Problem to solve: The records follow. Count the lines holding "service" and give only the number.

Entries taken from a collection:

━━━━━━━━━━━━━━━━━━━━

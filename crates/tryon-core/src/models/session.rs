//! Per-user session state.
//!
//! The session is the authoritative record of where a user is in the
//! form → uploaded → processed flow. It is owned by the server-side session
//! store; handlers load it at request start, apply exactly one transition,
//! and persist it at request end. The pure state effects (reset, failure)
//! live here; transitions that touch collaborators live in the service layer.

use chrono::{DateTime, Utc};
use serde::{Deserialize, Serialize};

/// Discrete phase of the session state machine.
#[derive(Debug, Clone, Copy, PartialEq, Eq, Serialize, Deserialize)]
#[serde(rename_all = "snake_case")]
pub enum Stage {
    /// Initial state; also reached via reset or any unrecoverable error.
    Form,
    /// Both photo references are set and were valid when stored.
    Uploaded,
    /// A composition result reference is set.
    Processed,
}

/// The two inbound photo roles.
#[derive(Debug, Clone, Copy, PartialEq, Eq)]
pub enum PhotoRole {
    User,
    Jewelry,
}

impl PhotoRole {
    pub fn as_str(&self) -> &'static str {
        match self {
            PhotoRole::User => "user",
            PhotoRole::Jewelry => "jewelry",
        }
    }
}

#[derive(Debug, Clone, Serialize, Deserialize)]
pub struct Session {
    pub stage: Stage,
    /// Stored-photo file names (bare names, no path separators).
    pub user_photo: Option<String>,
    pub jewelry_photo: Option<String>,
    pub result_photo: Option<String>,
    /// A pinned photo reference survives a reset.
    pub pin_user: bool,
    pub pin_jewelry: bool,
    /// User-safe message only; technical detail goes to the log.
    pub last_error: Option<String>,
    /// Advisory; the session store applies no expiry of its own.
    pub last_activity: DateTime<Utc>,
}

impl Session {
    pub fn new() -> Self {
        Session {
            stage: Stage::Form,
            user_photo: None,
            jewelry_photo: None,
            result_photo: None,
            pin_user: false,
            pin_jewelry: false,
            last_error: None,
            last_activity: Utc::now(),
        }
    }

    pub fn touch(&mut self) {
        self.last_activity = Utc::now();
    }

    /// RESET effect: always drop the result, drop unpinned photo refs, clear
    /// the error, return to the form.
    pub fn apply_reset(&mut self) {
        self.stage = Stage::Form;
        self.result_photo = None;
        if !self.pin_user {
            self.user_photo = None;
        }
        if !self.pin_jewelry {
            self.jewelry_photo = None;
        }
        self.last_error = None;
        self.touch();
    }

    /// Failure effect: abandon whatever the transition was doing, keep the
    /// existing references, force the form stage, and record the user-safe
    /// message. This is the single state write for a failed transition.
    pub fn fail(&mut self, user_message: String) {
        self.stage = Stage::Form;
        self.last_error = Some(user_message);
        self.touch();
    }

    pub fn photo_ref(&self, role: PhotoRole) -> Option<&str> {
        match role {
            PhotoRole::User => self.user_photo.as_deref(),
            PhotoRole::Jewelry => self.jewelry_photo.as_deref(),
        }
    }
}

impl Default for Session {
    fn default() -> Self {
        Self::new()
    }
}

#[cfg(test)]
mod tests {
    use super::*;

    fn processed_session() -> Session {
        Session {
            stage: Stage::Processed,
            user_photo: Some("user_a.jpg".to_string()),
            jewelry_photo: Some("jewel_b.png".to_string()),
            result_photo: Some("user_a-jewel_b.png".to_string()),
            pin_user: false,
            pin_jewelry: false,
            last_error: None,
            last_activity: Utc::now(),
        }
    }

    #[test]
    fn test_reset_clears_everything_unpinned() {
        let mut session = processed_session();
        session.apply_reset();
        assert_eq!(session.stage, Stage::Form);
        assert!(session.user_photo.is_none());
        assert!(session.jewelry_photo.is_none());
        assert!(session.result_photo.is_none());
        assert!(session.last_error.is_none());
    }

    #[test]
    fn test_reset_honors_pins() {
        let mut session = processed_session();
        session.pin_user = true;
        session.apply_reset();
        assert_eq!(session.user_photo.as_deref(), Some("user_a.jpg"));
        assert!(session.jewelry_photo.is_none());
        // The result is cleared unconditionally, pinned or not.
        assert!(session.result_photo.is_none());

        let mut session = processed_session();
        session.pin_jewelry = true;
        session.apply_reset();
        assert!(session.user_photo.is_none());
        assert_eq!(session.jewelry_photo.as_deref(), Some("jewel_b.png"));
    }

    #[test]
    fn test_fail_preserves_refs() {
        let mut session = processed_session();
        session.fail("Please try again.".to_string());
        assert_eq!(session.stage, Stage::Form);
        assert_eq!(session.last_error.as_deref(), Some("Please try again."));
        assert!(session.user_photo.is_some());
        assert!(session.jewelry_photo.is_some());
    }
}
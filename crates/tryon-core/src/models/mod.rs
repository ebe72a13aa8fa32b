pub mod session;

pub use session::{PhotoRole, Session, Stage};
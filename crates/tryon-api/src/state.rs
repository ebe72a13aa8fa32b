//! Shared application state.

use std::sync::Arc;

use tryon_core::Config;
use tryon_storage::UploadStore;
use tryon_webhook::ComposeBackend;

use crate::service::TryonService;
use crate::session_store::SessionStore;

pub struct AppState {
    pub config: Config,
    pub service: TryonService,
    pub sessions: SessionStore,
}

impl AppState {
    /// Open the uploads root and wire the collaborators together.
    pub async fn build(config: Config, compose: Arc<dyn ComposeBackend>) -> anyhow::Result<Arc<Self>> {
        let store = UploadStore::open(
            config.uploads_dir.clone(),
            config.max_filename_length,
            config.allowed_extensions.clone(),
        )
        .await?;

        tracing::info!(
            uploads_dir = %config.uploads_dir.display(),
            max_file_mb = config.max_file_size_bytes / 1024 / 1024,
            extensions = %config.allowed_extensions.join(","),
            "uploads root ready"
        );

        let service = TryonService::new(&config, store, compose);
        Ok(Arc::new(AppState {
            config,
            service,
            sessions: SessionStore::new(),
        }))
    }
}
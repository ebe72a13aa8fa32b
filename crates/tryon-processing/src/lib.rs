pub mod optimizer;
pub mod sniff;
pub mod stats;
pub mod validator;

pub use optimizer::ImageOptimizer;
pub use sniff::sniff_mime;
pub use stats::{image_stats, ImageStats};
pub use validator::{UploadValidator, ValidationError};
//! On-disk cache of composition results.
//!
//! Keyed by the ordered pair of stored-photo names with extensions stripped:
//! `user_stem-jewelry_stem.png` under `results/`. The keying is by name, not
//! content hash, so renaming either source photo misses the cache even for
//! identical bytes; that is a recorded limitation of the scheme.

use std::path::{Path, PathBuf};

use tokio::fs;
use tryon_core::constants::RESULT_EXTENSION;

use crate::error::StorageResult;
use crate::store::atomic_write;

#[derive(Clone)]
pub struct ResultCache {
    results_dir: PathBuf,
}

impl ResultCache {
    pub fn new(results_dir: impl Into<PathBuf>) -> Self {
        ResultCache {
            results_dir: results_dir.into(),
        }
    }

    /// Deterministic cache file name for an ordered photo pair.
    pub fn key(user_ref: &str, jewelry_ref: &str) -> String {
        format!(
            "{}-{}.{}",
            stem(user_ref),
            stem(jewelry_ref),
            RESULT_EXTENSION
        )
    }

    /// Cache hit only when the entry exists with non-zero size; a zero-byte
    /// file is a partially written or stale entry and reads as a miss.
    pub async fn lookup(&self, user_ref: &str, jewelry_ref: &str) -> Option<PathBuf> {
        let path = self.results_dir.join(Self::key(user_ref, jewelry_ref));
        match fs::metadata(&path).await {
            Ok(meta) if meta.is_file() && meta.len() > 0 => {
                tracing::info!(path = %path.display(), "cached result found");
                Some(path)
            }
            _ => None,
        }
    }

    /// Write a result for the pair, overwriting any previous entry.
    pub async fn store(
        &self,
        user_ref: &str,
        jewelry_ref: &str,
        bytes: &[u8],
    ) -> StorageResult<PathBuf> {
        let key = Self::key(user_ref, jewelry_ref);
        let path = self.results_dir.join(&key);

        atomic_write(&self.results_dir, &path, bytes).await?;

        tracing::info!(
            path = %path.display(),
            size_bytes = bytes.len(),
            "result saved to cache"
        );
        Ok(path)
    }

}

fn stem(name: &str) -> &str {
    Path::new(name)
        .file_stem()
        .and_then(|s| s.to_str())
        .unwrap_or(name)
}
pub mod config;
pub mod constants;
pub mod error;
pub mod models;

pub use config::Config;
pub use error::{AppError, LogLevel};
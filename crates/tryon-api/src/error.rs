//! HTTP mapping for application errors.

use axum::http::StatusCode;
use axum::response::{IntoResponse, Response};
use axum::Json;
use serde::Serialize;
use tryon_core::{AppError, LogLevel};

#[derive(Serialize)]
pub struct ErrorResponse {
    pub error: String,
}

/// Wrapper giving `AppError` an HTTP rendering: the user-safe message as a
/// JSON body, the class-appropriate status, and a log line at the class's
/// level carrying the technical detail.
pub struct HttpAppError(pub AppError);

impl From<AppError> for HttpAppError {
    fn from(err: AppError) -> Self {
        HttpAppError(err)
    }
}

impl From<tryon_storage::StorageError> for HttpAppError {
    fn from(err: tryon_storage::StorageError) -> Self {
        HttpAppError(err.into())
    }
}

impl IntoResponse for HttpAppError {
    fn into_response(self) -> Response {
        let status = match &self.0 {
            AppError::Validation(_) => StatusCode::BAD_REQUEST,
            // Path rejections read as plain 404s; the resolved path is never
            // echoed back.
            AppError::PathSecurity(_) => StatusCode::NOT_FOUND,
            AppError::Upstream { .. } => StatusCode::BAD_GATEWAY,
            AppError::Storage(_) => StatusCode::INTERNAL_SERVER_ERROR,
        };

        match self.0.log_level() {
            LogLevel::Debug => {
                tracing::debug!(error_type = self.0.error_type(), error = %self.0, "request failed")
            }
            LogLevel::Warn => {
                tracing::warn!(error_type = self.0.error_type(), error = %self.0, "request failed")
            }
            LogLevel::Error => {
                tracing::error!(error_type = self.0.error_type(), error = %self.0, "request failed")
            }
        }

        (
            status,
            Json(ErrorResponse {
                error: self.0.user_message(),
            }),
        )
            .into_response()
    }
}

━━━━━━━━━━━━━━━━━━━━

Reply to the exercise: 5